At-Home and Off-Screen Learning Exercises for Students with Special Needs

As stores and restaurants slowly start to reopen, we at The Phoenix Center know there is still a long road ahead of us before the world returns to anything resembling “normal.” Part of continuing to social distance means learning at home, and we know that a lot of this education often happens online — a convenient way to learn, but sometimes burnout-inducing when spending all day looking at a screen.

The Internet is a fantastic resource for parents and students with special needs alike, but The Phoenix Center wanted to proactively supply parents with some hands-on, at-home, and off-screen exercises that might more effectively stimulate eager learners. Take a look at these fun games and engaging learning opportunities, and — as always — reach out to us with any questions on best practices, or just to check in!

1 Combine Exercise with Learning

As warmer days are ahead of us, kill two birds with one stone by getting outdoors and learning.  You can go on a walk around the neighborhood hunting for specific colors — get some steps in while counting how many purple things you see, or blue or green or red.  Looking for something a little more adventurous?  How about trying some activity selections from our “Virtual Field Day” last month!  Sit down with the family and look through these “how-to” cards for games like Bandana Juggling, Soda Bottle Bowling, and Cup Flip Challenge just by clicking here!

2 Create a Sensory Bin

Sensory bins can certainly be feel-good experiences.  They also offer great hands-on activity to pass the time, put a smile on your child’s face, and teach them about what materials they like to touch and hold. Grab a mixing bowl or other container and ready some supplies for your child to play with. Ashley Agresti, our Consumer Family Life Skills teacher, says “I like using dirt or mud, food items related to a specific lesson or season (dry corn and wet/canned corn for example), or even just filling a bin with water and toys.  Other plant items like baby pumpkins, pumpkin guts, and pumpkin purée are all fun and offer different tactile experiences. I also do sensory bags with squishy stuff! No matter what, I like to ensure that bins have different textures, mimic real-world items, give students opportunities for language, and are age appropriate.” Sensory bins have long been a favorite activity amongst children with special needs, and due to the mess that these can sometimes make, taking the bin outdoors might be a good idea!
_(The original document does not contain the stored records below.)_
//! Shopping cart: intents, state, and the persisting store.
//!
//! # Example
//!
//! ```rust
//! use rust_decimal::Decimal;
//! use shopfront_client::cart::{CartProduct, CartStore};
//! use shopfront_client::storage::MemoryStore;
//!
//! let mut store = CartStore::open(MemoryStore::new());
//! let tee = CartProduct::new("tee", "Tee", Decimal::new(10, 0), "tee.png");
//! store.add_item(tee.clone());
//! store.add_item(tee);
//!
//! let cart = store.snapshot();
//! assert_eq!(cart.item_count(), 2);
//! assert_eq!(cart.total(), Decimal::new(2000, 2));
//! ```

mod action;
mod state;
mod store;

pub use action::{CartAction, CartProduct};
pub use state::{CartItem, CartRecordError, CartState, Transition};
pub use store::{CART_STORAGE_KEY, CartStore, DispatchOutcome};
3 Board Games Can Be More Than Just Family Fun

Don’t underestimate the learning opportunities (and fun!) built into classic board games. Good for rainy days, or summer ones that are too hot, board games can also unlock an older child with special needs’ mathematical, literary, and problem-solving skills. Connect Four, Monopoly, and Scrabble are all great ways to get off the computer and explore counting money or rolled dice, making words out of available letter tiles, and strategy.  Some of the more popular games in TPC Classrooms include Pop the Pig, Guess Who? and Shark Bite. Make it both an educational opportunity and family bonding time by playing together!